Your task is to copy each line of the records that includes the string "This".

++++++++++++++++++++

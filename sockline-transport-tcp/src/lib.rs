//! TCP transport for sockline
//!
//! Plugs a tokio [`TcpListener`](tokio::net::TcpListener) into the server's
//! [`Transport`](sockline_core::Transport) abstraction.

#![cfg_attr(docsrs, feature(doc_cfg))]
#![warn(missing_docs, missing_debug_implementations, rust_2018_idioms)]

pub mod tcp;

// Re-export TCP transport types
pub use tcp::TcpTransport;

/// Prelude module
pub mod prelude {
    pub use crate::tcp::TcpTransport;
    pub use sockline_core::transport::Transport;
}
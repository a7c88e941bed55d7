/**
 * Document REST Handlers
 *
 * This module implements the REST endpoint over the document store:
 * - GET /data - current document, including `_version`
 * - PUT /data - full-document replace; stamps, persists, broadcasts
 * - GET /version - build identity probe
 *
 * # Conflict Model
 *
 * PUT always replaces the entire document. There is no partial-update verb
 * and no stale-version rejection: the last writer to arrive wins, which
 * keeps the protocol free of any merge algorithm.
 */

use axum::{extract::State, http::HeaderMap, Json};
use bytes::Bytes;
use uuid::Uuid;

use crate::backend::error::BackendError;
use crate::backend::realtime::notify_change;
use crate::backend::server::state::{AppState, SharedStore};
use crate::shared::event::CLIENT_ID_HEADER;
use crate::shared::{ChannelMessage, Document};

/// Handle GET /data
///
/// Returns the current document. An empty store yields the initial default
/// document with `_version: 0`, so the version field is always present.
pub async fn handle_get_data(
    State(store): State<SharedStore>,
) -> Result<Json<Document>, BackendError> {
    let document = store.read()?;
    tracing::debug!("[Data] GET -> v{}", document.version);
    Ok(Json(document))
}

/// Handle PUT /data
///
/// Accepts a full replacement document, stamps the next version, persists
/// it, broadcasts a change notice, and returns the stamped document.
///
/// # Errors
///
/// * `400 Bad Request` - body is not a JSON object; nothing is written and
///   no notice is sent
/// * `500 Internal Server Error` - persistence failed; the previously
///   stored document is intact
pub async fn handle_put_data(
    State(state): State<AppState>,
    headers: HeaderMap,
    body: Bytes,
) -> Result<Json<Document>, BackendError> {
    let candidate = Document::from_json_slice(&body)
        .map_err(|e| BackendError::malformed(e.to_string()))?;

    let origin = headers
        .get(CLIENT_ID_HEADER)
        .and_then(|value| value.to_str().ok())
        .and_then(|raw| Uuid::parse_str(raw).ok());

    let stamped = state.store.write(candidate)?;
    tracing::info!(
        "[Data] PUT -> v{} ({} bytes, origin {:?})",
        stamped.version,
        body.len(),
        origin
    );

    // Notify before responding so "PUT returned" implies "peers were told"
    notify_change(&state.changes, ChannelMessage::data_changed(stamped.version, origin));

    Ok(Json(stamped))
}

/// Handle GET /version
///
/// Identity probe reporting the server build version.
pub async fn handle_version() -> Json<serde_json::Value> {
    Json(serde_json::json!({ "version": env!("CARGO_PKG_VERSION") }))
}
/**
 * Change Subscription Handler
 *
 * This module implements the Server-Sent Events (SSE) subscription handler
 * for the `/events` endpoint, the server-to-client half of the real-time
 * channel.
 *
 * # Connection Lifecycle
 *
 * A connection exists from the moment the stream starts until the client
 * goes away; there is no persisted identity and no backlog replay. A new
 * subscriber is expected to issue its own `GET /data` immediately after
 * connecting.
 *
 * # Originator Exclusion
 *
 * Clients may identify themselves with a `client` query parameter (the
 * same UUID they send as `X-Client-Id` on PUT). Notices whose origin
 * matches are skipped, so a writer is not told about its own change.
 *
 * # Connection Management
 *
 * - Idle connections are kept alive with SSE keep-alive comments
 * - A lagged receiver logs and keeps listening; the client will converge
 *   on its next pull
 * - Per-connection failures are isolated: each connection owns its own
 *   broadcast receiver
 */

use std::collections::HashMap;

use axum::{
    extract::{Query, State},
    http::{HeaderMap, StatusCode},
    response::sse::{Event, KeepAlive, Sse},
};
use futures_util::stream;
use uuid::Uuid;

use crate::backend::realtime::broadcast::ChangeBroadcast;
use crate::shared::event::SUBSCRIBE_HEADER;

/// Handle a change subscription (GET /events)
///
/// # Query Parameters
///
/// - `client` - optional UUID identifying the subscriber; notices
///   originated by the same id are not delivered to it
///
/// # Headers
///
/// - `Subscribe:` - required header to initiate the subscription
///
/// # Returns
///
/// A Server-Sent Events stream of change notices:
///
/// ```http
/// HTTP/1.1 200 OK
/// Content-Type: text/event-stream
///
/// event: data-changed
/// data: {"type":"data-changed","version":7}
/// ```
///
/// # Errors
///
/// * `400 Bad Request` - if the Subscribe header is missing
pub async fn handle_events_subscription(
    State(changes): State<ChangeBroadcast>,
    headers: HeaderMap,
    Query(params): Query<HashMap<String, String>>,
) -> Result<Sse<impl tokio_stream::Stream<Item = Result<Event, axum::Error>>>, StatusCode> {
    if !headers.contains_key(SUBSCRIBE_HEADER) {
        tracing::warn!("[Realtime] Subscription request without Subscribe header");
        return Err(StatusCode::BAD_REQUEST);
    }

    let subscriber: Option<Uuid> = params
        .get("client")
        .and_then(|raw| Uuid::parse_str(raw).ok());

    match subscriber {
        Some(id) => tracing::info!("[Realtime] Subscription active for client {}", id),
        None => tracing::info!("[Realtime] Subscription active for anonymous client"),
    }

    let receiver = changes.subscribe();

    let stream = stream::unfold(
        (receiver, subscriber),
        move |(mut rx, subscriber)| async move {
            loop {
                match rx.recv().await {
                    Ok(notice) => {
                        if subscriber.is_some() && notice.origin() == subscriber {
                            tracing::debug!(
                                "[Realtime] Skipping echo of v{} to its originator",
                                notice.version()
                            );
                            continue;
                        }

                        let data = match serde_json::to_string(&notice) {
                            Ok(data) => data,
                            Err(e) => {
                                tracing::error!("[Realtime] Failed to serialize notice: {}", e);
                                continue;
                            }
                        };

                        let event = Event::default().event(notice.event_name()).data(data);
                        return Some((Ok(event), (rx, subscriber)));
                    }
                    Err(tokio::sync::broadcast::error::RecvError::Lagged(skipped)) => {
                        tracing::warn!("[Realtime] Receiver lagged, skipped {} notices", skipped);
                        continue;
                    }
                    Err(tokio::sync::broadcast::error::RecvError::Closed) => {
                        tracing::debug!("[Realtime] Broadcast channel closed, ending stream");
                        return None;
                    }
                }
            }
        },
    );

    Ok(Sse::new(stream).keep_alive(KeepAlive::default()))
}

++++++++++++++++++++

● OUTPUT
 * This module implements the REST endpoint over the document store:
 * This module implements the Server-Sent Events (SSE) subscription handler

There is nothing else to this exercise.